Турбин прочел, удивился, попытался выведать, зачем это понадобится и почему именно послезавтра, но я разыграл сцену до конца, так ничего и не объяснив ему. А через день «Правда» (№ 75 от 16.03.74) опубликовала алма-атинскую речь Брежнева, где было сказано, что «сельское хозяйство нуждается в новых идеях, способных революционизировать сельскохозяйственное производство, постоянном притоке фундаментальных знаний о природе растений и животных, которые могут дать биохимия, генетика, молекулярная биология».
Возможно, сегодня важность этого заявления Брежнева не очень и понятна, но в те времена слова и даже интонации генсека значили очень много. Поэтому фразы Брежнева о генетике прозвучали как безоговорочное признание еще недавно запрещенной науки, хотя следует сказать, что первые шаги в этом направлении были сделаны уже при Хрущеве, когда было открыто несколько институтов чисто генетического направления (Общей генетики и Биологии развития в Москве; Цитологии и генетики в Новосибирске; Генетики и цитологии в Минске — кстати, первым директором его и был Турбин). Мало того, генетику начали преподавать в вузах и частично в школе. Но это всё еще была полугонимая наука. Вроде бы и разрешили, но — сквозь зубы. К тому же сам Хрущев безоговорочно поддерживал именно Лысенко.
Был и другой, позднее, с началом перестройки, уже утерянный оттенок: произошла какая-то явная девальвация весомости высказываний генсека, которые стали восприниматься уже не как приказ, а как слова, которым можно внимать, а можно и не внимать. Тогда же всё было иначе, поскольку всё было сцементировано дисциплиной, покоившейся на жестоких репрессиях, порой тюрьмах.

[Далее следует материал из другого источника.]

//! Driving port for catalogue and ledger reads.

use crate::domain::{
    AnnotatedBook, BookId, BrowseRequest, CatalogPage, Error, ExtensionNotice, LoanReport,
    UserId, UserLedger,
};

/// Domain use-case port for read-only library views.
///
/// Reads may create a user's ledger on first access (seeding is a write),
/// but never change an existing one.
#[cfg_attr(test, mockall::automock)]
pub trait LibraryQuery: Send + Sync {
    /// Whether `book` exists in the catalogue.
    fn contains_book(&self, book: BookId) -> bool;

    /// Distinct author names for the search filter.
    fn authors(&self) -> Vec<String>;

    /// Raw ledger for `user`; `None` when nobody is signed in.
    fn ledger(&self, user: Option<UserId>) -> Result<Option<UserLedger>, Error>;

    /// One page of the filtered catalogue annotated for `user`.
    fn browse(&self, user: Option<UserId>, request: &BrowseRequest) -> Result<CatalogPage, Error>;

    /// Catalogue entries in `user`'s favourites.
    fn favorites(&self, user: UserId) -> Result<Vec<AnnotatedBook>, Error>;

    /// Borrowed entries with fresh due dates.
    fn loans(&self, user: UserId) -> Result<LoanReport, Error>;

    /// Announce an extended due date for a book `user` currently holds.
    fn extend_loan(&self, user: UserId, book: BookId) -> Result<ExtensionNotice, Error>;
}

/// Query port over an empty catalogue.
#[derive(Debug, Default, Clone, Copy)]
pub struct FixtureLibraryQuery;

impl LibraryQuery for FixtureLibraryQuery {
    fn contains_book(&self, _book: BookId) -> bool {
        false
    }

    fn authors(&self) -> Vec<String> {
        Vec::new()
    }

    fn ledger(&self, _user: Option<UserId>) -> Result<Option<UserLedger>, Error> {
        Ok(None)
    }

    fn browse(&self, _user: Option<UserId>, request: &BrowseRequest) -> Result<CatalogPage, Error> {
        Ok(CatalogPage::empty(request.page))
    }

    fn favorites(&self, _user: UserId) -> Result<Vec<AnnotatedBook>, Error> {
        Ok(Vec::new())
    }

    fn loans(&self, _user: UserId) -> Result<LoanReport, Error> {
        Ok(LoanReport::default())
    }

    fn extend_loan(&self, _user: UserId, book: BookId) -> Result<ExtensionNotice, Error> {
        Err(Error::not_found(format!("book {book} is not on loan")))
    }
}

#[cfg(test)]
mod tests {
    //! Regression coverage for this module.
    use super::*;
    use crate::domain::ErrorCode;
    use rstest::rstest;

    #[rstest]
    fn fixture_query_is_empty() {
        let query = FixtureLibraryQuery;
        let user = UserId::new(1).expect("positive id");
        let page = query
            .browse(Some(user), &BrowseRequest::default())
            .expect("fixture browse");
        assert!(page.books.is_empty());
        assert_eq!(page.total_pages, 0);
        assert!(query.loans(user).expect("fixture loans").loans.is_empty());
    }

    #[rstest]
    fn fixture_extension_reports_not_found() {
        let user = UserId::new(1).expect("positive id");
        let book = BookId::new(2).expect("positive id");
        let err = FixtureLibraryQuery
            .extend_loan(user, book)
            .expect_err("nothing on loan");
        assert_eq!(err.code(), ErrorCode::NotFound);
    }
}
//! Print the OpenAPI document as JSON.

use std::io::Write;

use bookshelf::ApiDoc;
use utoipa::OpenApi;

fn main() -> std::io::Result<()> {
    let json = ApiDoc::openapi()
        .to_pretty_json()
        .map_err(std::io::Error::other)?;
    let mut stdout = std::io::stdout().lock();
    writeln!(stdout, "{json}")
}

Слова генсека, пусть с трудом прошамканные, были приказом, слово значило больше, чем действие, ибо действия были только дозволенные.
Поэтому я нисколько не удивился, когда через день Турбин, читавший «Правду» с утра вместо молитвы, через день позвонил мне домой и, заикаясь от волнения, попросил срочно приехать и объяснить мою прозорливость (по телефону подобные вопросы никто не обсуждал, ни тени сомнения, что телефоны наши прослушиваются, у нас не было [не потому, что мы были диссидентами или уклонистами — просто тотальная слежка за всеми сколь угодно мелкими начальниками стала частью повседневной жизни; тогда и родилась смешная, в сущности, присказка, после которой все рты закрывались: «Это не телефонный разговор»]). Потом Турбин упросил меня представить его Аграновскому, и я привез академика домой к Анатолию Абрамовичу и Галине Федоровне. Не думаю, что Турбину удалось извлечь какую-то существенную пользу для себя из этого визита.

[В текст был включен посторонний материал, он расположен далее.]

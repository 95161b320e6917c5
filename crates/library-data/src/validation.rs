//! Structural checks shared by the dataset loaders.

use std::collections::HashSet;

use crate::books::BookRecord;
use crate::error::DatasetError;
use crate::users::UserRecord;

/// Check book ids, titles, and seed members.
pub(crate) fn validate_books(books: &[BookRecord]) -> Result<(), DatasetError> {
    let mut seen = HashSet::with_capacity(books.len());
    for (index, book) in books.iter().enumerate() {
        if book.id == 0 {
            return Err(DatasetError::InvalidBookId { index });
        }
        if !seen.insert(book.id) {
            return Err(DatasetError::DuplicateBookId { id: book.id });
        }
        if book.title.trim().is_empty() {
            return Err(DatasetError::BlankTitle { id: book.id });
        }
        let mut members = book.borrowed_by.iter().chain(&book.favorited_by);
        if members.any(|&user_id| user_id == 0) {
            return Err(DatasetError::InvalidSeedMember { book_id: book.id });
        }
    }
    Ok(())
}

/// Check user ids and usernames.
pub(crate) fn validate_users(users: &[UserRecord]) -> Result<(), DatasetError> {
    let mut ids = HashSet::with_capacity(users.len());
    let mut usernames = HashSet::with_capacity(users.len());
    for (index, user) in users.iter().enumerate() {
        if user.id == 0 {
            return Err(DatasetError::InvalidUserId { index });
        }
        if !ids.insert(user.id) {
            return Err(DatasetError::DuplicateUserId { id: user.id });
        }
        if user.username.trim().is_empty() {
            return Err(DatasetError::BlankUsername { id: user.id });
        }
        if !usernames.insert(user.username.as_str()) {
            return Err(DatasetError::DuplicateUsername {
                username: user.username.clone(),
            });
        }
    }
    Ok(())
}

Со дня произнесения Брежневым моей фразы, ставшей ритуальной, о пользе генетики и молекулярной биологии до вызова к Полянскому прошло около года. Телега формирования общественного мнения теперь покатилась как под горку, и вот настал день, когда Брежнев решился поднять молекулярную биологию и генетику на небывалую высоту: подразумевалось, что СССР должен в короткий срок догнать Америку в этих науках.

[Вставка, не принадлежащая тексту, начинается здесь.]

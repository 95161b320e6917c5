//! Error types for the library-data crate.
//!
//! Every failure carries enough context (path, index, or offending id) to
//! point at the broken fixture entry without re-reading the file.

use camino::Utf8PathBuf;
use thiserror::Error;

/// Errors raised while reading or validating a dataset.
#[derive(Debug, Clone, PartialEq, Eq, Error)]
pub enum DatasetError {
    /// The dataset file could not be read.
    #[error("failed to read dataset file at '{path}': {message}")]
    IoError {
        /// Path to the dataset file.
        path: Utf8PathBuf,
        /// Description of the I/O error.
        message: String,
    },

    /// The dataset JSON is malformed or missing required fields.
    #[error("invalid dataset JSON: {message}")]
    ParseError {
        /// Description of the parse error.
        message: String,
    },

    /// A book record uses zero as its identifier.
    #[error("book at index {index} has a non-positive id")]
    InvalidBookId {
        /// Position of the record in the dataset.
        index: usize,
    },

    /// Two book records share an identifier.
    #[error("duplicate book id {id}")]
    DuplicateBookId {
        /// The repeated identifier.
        id: u64,
    },

    /// A book record has an empty or whitespace-only title.
    #[error("book {id} has a blank title")]
    BlankTitle {
        /// Identifier of the offending book.
        id: u64,
    },

    /// A seed membership list references user id zero.
    #[error("book {book_id} lists a non-positive user id in its seed lists")]
    InvalidSeedMember {
        /// Identifier of the offending book.
        book_id: u64,
    },

    /// A user record uses zero as its identifier.
    #[error("user at index {index} has a non-positive id")]
    InvalidUserId {
        /// Position of the record in the roster.
        index: usize,
    },

    /// Two user records share an identifier.
    #[error("duplicate user id {id}")]
    DuplicateUserId {
        /// The repeated identifier.
        id: u64,
    },

    /// Two user records share a username.
    #[error("duplicate username '{username}'")]
    DuplicateUsername {
        /// The repeated username.
        username: String,
    },

    /// A user record has an empty or whitespace-only username.
    #[error("user {id} has a blank username")]
    BlankUsername {
        /// Identifier of the offending user.
        id: u64,
    },
}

Как я и ожидал, срочный вызов был связан с проектом постановления. Когда вместе с тогдашним моим приятелем Иосифом Григорьевичем Атабековым (которого я звал Осей), заведующим кафедрой вирусологии МГУ, незадолго до этого избранным членом-корреспондентом ВАСХНИЛ, мы поднялись на третий этаж Минсельхоза, нас препроводили в кабинет Полянского, где уже сидел Лобанов. Министр раздал нам по копии проекта постановления, заметив при этом, что я хорошо с постановлением знаком, ибо работал в бригаде по его подготовке, и попросил сделать последние замечания. В этот день в 4 часа дня собиралось Политбюро, чтобы утвердить постановление. По правде говоря, меня заботили в тот момент только строчек десять, разбросанных по разным разделам. Первая — в разделе о вновь создаваемых институтах: там должна была быть строка о создании в Москве ВНИИ прикладной молекулярной биологии и генетики на базе лаборатории того же названия при Президиуме ВАСХНИЛ, которой я руководил; вторая — о строительстве здания для нашего института в Москве; третья — о строительстве в Обнинске филиала Института, четвертая — о валютных отчислениях; пятая — о кадрах, шестая — о новом журнале и т. д. Всё оказалось на месте. Страшно удовлетворенные, мы покинули втроем с Лобановым кабинет Полянского и постояли еще минут десять на ступеньках здания Минсельхоза, обсуждая исторический шаг. Через несколько дней краткое изложение постановления появилось во всех газетах.
2. Первые радости
На следующий день после опубликования постановления я подготовил текст приказа по Министерству сельского хозяйства страницах на десяти. Тогдашний начальник Главка науки Минсельхоза Николай Ильич Володарский, академик ВАСХНИЛ и физиолог растений по специальности, прочел приказ, остался доволен и отправил его на подпись министру Полянскому. Затем он сделал предложение — перейти к нему заместителем начальника Главка.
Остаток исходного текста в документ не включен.